> [What the task requires]
Report the count of lines containing the word "available" in the entries below, and nothing more.

**** Records supplied ****

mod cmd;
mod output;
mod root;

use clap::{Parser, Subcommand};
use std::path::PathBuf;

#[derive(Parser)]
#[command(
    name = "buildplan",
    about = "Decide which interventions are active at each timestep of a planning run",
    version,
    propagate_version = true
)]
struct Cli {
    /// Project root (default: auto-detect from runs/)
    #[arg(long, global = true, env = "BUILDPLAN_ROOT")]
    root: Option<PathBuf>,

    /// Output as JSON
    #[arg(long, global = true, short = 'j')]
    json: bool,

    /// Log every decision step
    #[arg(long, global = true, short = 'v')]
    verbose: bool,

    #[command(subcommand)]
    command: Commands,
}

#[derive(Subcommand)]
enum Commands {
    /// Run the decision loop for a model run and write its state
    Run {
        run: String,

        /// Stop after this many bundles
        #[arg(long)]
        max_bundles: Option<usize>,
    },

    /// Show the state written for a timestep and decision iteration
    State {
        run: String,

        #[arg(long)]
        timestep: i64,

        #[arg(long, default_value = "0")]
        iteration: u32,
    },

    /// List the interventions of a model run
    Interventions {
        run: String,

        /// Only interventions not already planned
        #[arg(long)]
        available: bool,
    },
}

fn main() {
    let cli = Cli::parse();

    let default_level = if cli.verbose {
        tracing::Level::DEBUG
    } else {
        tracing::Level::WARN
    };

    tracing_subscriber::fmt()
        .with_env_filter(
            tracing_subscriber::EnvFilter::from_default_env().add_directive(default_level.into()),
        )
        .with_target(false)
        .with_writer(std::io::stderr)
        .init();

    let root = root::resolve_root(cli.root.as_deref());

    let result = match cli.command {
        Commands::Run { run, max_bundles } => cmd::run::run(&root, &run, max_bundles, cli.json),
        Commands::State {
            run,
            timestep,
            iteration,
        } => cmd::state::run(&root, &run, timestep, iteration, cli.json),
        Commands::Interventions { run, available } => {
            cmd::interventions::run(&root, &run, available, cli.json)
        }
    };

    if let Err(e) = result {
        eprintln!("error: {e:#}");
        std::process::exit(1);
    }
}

****
**** Records supplied ****

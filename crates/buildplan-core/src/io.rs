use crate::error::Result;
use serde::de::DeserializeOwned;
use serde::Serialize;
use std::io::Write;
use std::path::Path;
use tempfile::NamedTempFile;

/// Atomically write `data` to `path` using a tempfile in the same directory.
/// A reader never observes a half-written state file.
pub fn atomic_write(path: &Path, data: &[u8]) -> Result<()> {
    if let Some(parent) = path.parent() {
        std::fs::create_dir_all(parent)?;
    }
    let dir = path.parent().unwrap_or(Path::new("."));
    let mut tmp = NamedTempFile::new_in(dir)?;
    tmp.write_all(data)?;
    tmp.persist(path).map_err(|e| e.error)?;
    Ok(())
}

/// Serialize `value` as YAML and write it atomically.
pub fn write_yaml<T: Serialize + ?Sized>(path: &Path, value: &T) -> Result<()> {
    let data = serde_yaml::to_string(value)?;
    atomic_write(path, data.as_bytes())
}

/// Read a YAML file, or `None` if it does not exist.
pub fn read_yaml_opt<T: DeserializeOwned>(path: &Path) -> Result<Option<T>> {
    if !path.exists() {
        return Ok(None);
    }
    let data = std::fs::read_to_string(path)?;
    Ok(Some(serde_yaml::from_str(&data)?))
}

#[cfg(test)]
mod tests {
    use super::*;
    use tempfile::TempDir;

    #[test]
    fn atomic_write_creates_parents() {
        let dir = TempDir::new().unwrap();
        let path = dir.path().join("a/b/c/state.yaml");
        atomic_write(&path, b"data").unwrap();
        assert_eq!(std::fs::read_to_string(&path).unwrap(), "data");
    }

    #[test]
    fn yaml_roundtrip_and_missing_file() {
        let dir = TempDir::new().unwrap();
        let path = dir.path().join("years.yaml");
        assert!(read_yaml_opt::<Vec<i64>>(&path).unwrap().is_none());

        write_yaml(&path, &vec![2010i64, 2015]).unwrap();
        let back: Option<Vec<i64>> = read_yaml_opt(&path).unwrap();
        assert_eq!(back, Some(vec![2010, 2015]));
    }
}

****
**** Records supplied ****

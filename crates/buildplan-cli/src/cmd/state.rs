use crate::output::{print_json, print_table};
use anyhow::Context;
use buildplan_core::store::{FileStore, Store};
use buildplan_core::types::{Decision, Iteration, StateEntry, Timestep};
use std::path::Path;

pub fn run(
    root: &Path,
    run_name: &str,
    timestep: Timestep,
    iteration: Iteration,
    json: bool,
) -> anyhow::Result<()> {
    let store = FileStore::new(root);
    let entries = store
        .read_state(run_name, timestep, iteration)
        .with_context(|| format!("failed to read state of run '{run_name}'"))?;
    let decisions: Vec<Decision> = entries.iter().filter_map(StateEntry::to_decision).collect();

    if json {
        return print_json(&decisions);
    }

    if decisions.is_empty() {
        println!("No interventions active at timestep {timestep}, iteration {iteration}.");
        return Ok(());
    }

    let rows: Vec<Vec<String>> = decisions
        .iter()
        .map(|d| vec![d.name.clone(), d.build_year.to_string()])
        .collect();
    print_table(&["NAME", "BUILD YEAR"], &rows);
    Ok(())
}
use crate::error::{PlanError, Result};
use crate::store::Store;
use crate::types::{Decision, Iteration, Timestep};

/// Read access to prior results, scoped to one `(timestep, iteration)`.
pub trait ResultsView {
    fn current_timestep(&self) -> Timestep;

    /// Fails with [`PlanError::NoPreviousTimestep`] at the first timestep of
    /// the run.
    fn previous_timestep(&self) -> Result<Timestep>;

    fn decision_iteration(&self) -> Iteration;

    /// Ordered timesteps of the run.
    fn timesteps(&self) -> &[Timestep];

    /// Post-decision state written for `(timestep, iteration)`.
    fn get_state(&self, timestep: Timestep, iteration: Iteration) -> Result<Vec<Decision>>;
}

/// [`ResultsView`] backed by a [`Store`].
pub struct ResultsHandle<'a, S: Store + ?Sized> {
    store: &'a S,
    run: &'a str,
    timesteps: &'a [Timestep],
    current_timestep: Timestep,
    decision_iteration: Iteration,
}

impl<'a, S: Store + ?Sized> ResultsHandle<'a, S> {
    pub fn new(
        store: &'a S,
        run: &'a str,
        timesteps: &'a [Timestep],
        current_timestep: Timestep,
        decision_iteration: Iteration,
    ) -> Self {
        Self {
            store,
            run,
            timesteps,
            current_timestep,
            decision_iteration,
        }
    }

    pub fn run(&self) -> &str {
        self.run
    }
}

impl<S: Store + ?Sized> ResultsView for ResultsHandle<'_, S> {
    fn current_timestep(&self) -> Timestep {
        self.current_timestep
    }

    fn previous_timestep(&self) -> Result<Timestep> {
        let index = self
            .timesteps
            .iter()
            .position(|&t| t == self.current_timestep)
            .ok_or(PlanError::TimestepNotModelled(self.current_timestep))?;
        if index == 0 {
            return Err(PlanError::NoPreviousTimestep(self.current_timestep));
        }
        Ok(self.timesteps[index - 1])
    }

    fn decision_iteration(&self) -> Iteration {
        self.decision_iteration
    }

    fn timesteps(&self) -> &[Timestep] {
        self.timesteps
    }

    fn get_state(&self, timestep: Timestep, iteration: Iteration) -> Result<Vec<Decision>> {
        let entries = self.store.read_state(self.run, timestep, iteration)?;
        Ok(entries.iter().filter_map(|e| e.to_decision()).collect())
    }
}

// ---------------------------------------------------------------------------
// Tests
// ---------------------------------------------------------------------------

****

> [Final answer]
3